# Milling 101



## JeffF (Dec 3, 2012)

I've been doing pretty well with getting used to the lathe, but I have to admit I am finding the milling machine more challenging.  It seems to me that the lathe does a lot of the accuracy work on it's own, while the mill requires a significantly greater skill level.

I was machining a piece of 1/4" aluminum plate about 2" by 3".  I clamped it flat in the vice and took an endmill in a collet and milled along the left side of the piece.  I went from front to back and as I got near the back, the mill "grabbed" several times.  This is the right direction to mill, right?

For illustrative purposes, if I were to clamp a piece in the vice, the correct direction for milling the sides of the piece would be (from the front left corner) from front to back along the left side and then left to right along the back, then back to front on the right side and finally right to left coming back across the front.

I would never do it all at once like that, just trying to confirm I'm not unknowlingly climb milling.

And, on a similar idea, how do you mill a slot in a piece with square corners in the slot?  All the mills are round, how do you get an interior corner square?

Jeff


----------



## mwilkes (Dec 3, 2012)

Dunno. Think you want to go the opposite way, jeff. Back to front on the left-hand edge. Front to back on the right. 

Otherwise you would indeed be climbing


----------



## JeffF (Dec 3, 2012)

mwilkes said:


> Dunno. Think you want to go the opposite way, jeff. Back to front on the left-hand edge. Front to back on the right.
> 
> Otherwise you would indeed be climbing


 >
REALLY!?  I have read description after description and have been unable to figure out what I am doing.  There is a video on squaring off pieces that shows a guy taking an endmill cut on top of a cube at the back of a piece from left to right, and then coming to the front and going right to left and then one final pass down the middle from left to right again.  Does it make a difference if you are milling on the edge or on top?

Jeff


----------



## sssfox (Dec 3, 2012)

Yes it does make a difference whether it is on the side or the top.

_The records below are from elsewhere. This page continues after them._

//! Gemini `generateContent` client with JSON-constrained output

use std::time::Duration;
use futures_util::future::BoxFuture;
use serde::Deserialize;
use serde_json::{json, Value};
use tracing::debug;

use crate::core::content::ModelClient;
use crate::types::GenerationError;

pub const GEMINI_API: &str = "https://generativelanguage.googleapis.com";
pub const DEFAULT_MODEL: &str = "gemini-2.5-flash";

#[derive(Debug, Clone)]
pub struct GeminiClient {
    http: reqwest::Client,
    api_key: String,
    model: String,
    base_url: String,
}

impl GeminiClient {
    pub fn new(api_key: &str, model: &str, timeout_secs: u64) -> Result<Self, GenerationError> {
        if api_key.trim().is_empty() {
            return Err(GenerationError::MissingApiKey);
        }
        let http = reqwest::Client::builder()
            .timeout(Duration::from_secs(timeout_secs))
            .build()?;
        Ok(Self {
            http,
            api_key: api_key.to_string(),
            model: model.to_string(),
            base_url: GEMINI_API.to_string(),
        })
    }

    /// Point at another host (proxies, local mocks)
    pub fn with_base_url(mut self, base_url: &str) -> Self {
        self.base_url = base_url.trim_end_matches('/').to_string();
        self
    }

    pub fn model(&self) -> &str {
        &self.model
    }

    fn endpoint(&self) -> String {
        format!("{}/v1beta/models/{}:generateContent", self.base_url, self.model)
    }

    async fn call(&self, prompt: &str, schema: &Value) -> Result<String, GenerationError> {
        let body = request_body(prompt, schema);
        debug!(model = %self.model, prompt_len = prompt.len(), "generateContent");

        let response = self
            .http
            .post(self.endpoint())
            .query(&[("key", self.api_key.as_str())])
            .json(&body)
            .send()
            .await?;

        let status = response.status();
        if !status.is_success() {
            let body = response.text().await.unwrap_or_default();
            return Err(GenerationError::Status { status: status.as_u16(), body });
        }

        let parsed: GenerateResponse = response.json().await?;
        extract_text(parsed)
    }
}

impl ModelClient for GeminiClient {
    fn generate_json<'a>(&'a self, prompt: &'a str, schema: &'a Value) -> BoxFuture<'a, Result<String, GenerationError>> {
        Box::pin(self.call(prompt, schema))
    }
}

pub(crate) fn request_body(prompt: &str, schema: &Value) -> Value {
    json!({
        "contents": [{ "parts": [{ "text": prompt }] }],
        "generationConfig": {
            "responseMimeType": "application/json",
            "responseSchema": schema
        }
    })
}

#[derive(Debug, Deserialize)]
pub(crate) struct GenerateResponse {
    #[serde(default)]
    candidates: Vec<Candidate>,
}

#[derive(Debug, Deserialize)]
struct Candidate {
    content: Option<CandidateContent>,
}

#[derive(Debug, Deserialize)]
struct CandidateContent {
    #[serde(default)]
    parts: Vec<Part>,
}

#[derive(Debug, Deserialize)]
struct Part {
    text: Option<String>,
}

/// Text of the first part of the first candidate
pub(crate) fn extract_text(response: GenerateResponse) -> Result<String, GenerationError> {
    response
        .candidates
        .into_iter()
        .next()
        .and_then(|c| c.content)
        .and_then(|c| c.parts.into_iter().next())
        .and_then(|p| p.text)
        .filter(|t| !t.trim().is_empty())
        .ok_or(GenerationError::EmptyResponse)
}

#[cfg(test)]
mod tests {
    use super::*;

    #[test]
    fn test_request_body_shape() {
        let schema = json!({ "type": "OBJECT" });
        let body = request_body("hello", &schema);
        assert_eq!(body["contents"][0]["parts"][0]["text"], "hello");
        assert_eq!(body["generationConfig"]["responseMimeType"], "application/json");
        assert_eq!(body["generationConfig"]["responseSchema"]["type"], "OBJECT");
    }

    #[test]
    fn test_extract_first_candidate_text() {
        let raw = r#"{"candidates":[{"content":{"parts":[{"text":"{\"topic\":\"X\"}"}]}},{"content":{"parts":[{"text":"other"}]}}]}"#;
        let parsed: GenerateResponse = serde_json::from_str(raw).unwrap();
        assert_eq!(extract_text(parsed).unwrap(), r#"{"topic":"X"}"#);
    }

    #[test]
    fn test_no_candidates_is_empty_response() {
        let parsed: GenerateResponse = serde_json::from_str(r#"{"promptFeedback":{}}"#).unwrap();
        assert!(matches!(extract_text(parsed), Err(GenerationError::EmptyResponse)));
    }

    #[test]
    fn test_blank_key_rejected() {
        assert!(matches!(GeminiClient::new("  ", DEFAULT_MODEL, 30), Err(GenerationError::MissingApiKey)));
    }

    #[test]
    fn test_endpoint() {
        let client = GeminiClient::new("k", "gemini-test", 5).unwrap().with_base_url("http://localhost:9/");
        assert_eq!(client.endpoint(), "http://localhost:9/v1beta/models/gemini-test:generateContent");
    }
}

Do a Google search on "climb milling"


----------



## Swifty (Dec 3, 2012)

JeffF said:


> And, on a similar idea, how do you mill a slot in a piece with square corners in the slot?  All the mills are round, how do you get an interior corner square?
> 
> Jeff



To get a square inside corner you could always make a broaching tool out of a piece of HSS or an old broken cutter. Hold the tool in a collet with the milling machine in a low gear to stop the spindle from rotating, then using the handle for the quill, move the quill up and down while slowly moving the workpiece into the broach. Will try to set up later and take a picture to show you.

Paul.


----------



## Herbiev (Dec 3, 2012)

You need to go in the opposite direction Jeff. I.E feed the work into the cutting flutes.


----------



## Lew Hartswick (Dec 3, 2012)

The biggest problem I have with teaching the kids on the mill is making them understand, it's the material that moving, NOT the cutter.
SO!!  for "conventional" milling you move the material into the cutting edge.  For the left end as you started with in your post, You do 
feed the material from front to back. The cutter is rotating clockwise viewed from above. 
   ...lew...


----------



## Swifty (Dec 3, 2012)

Hi Jeff, here is how I get square corners using a home made single edge broach.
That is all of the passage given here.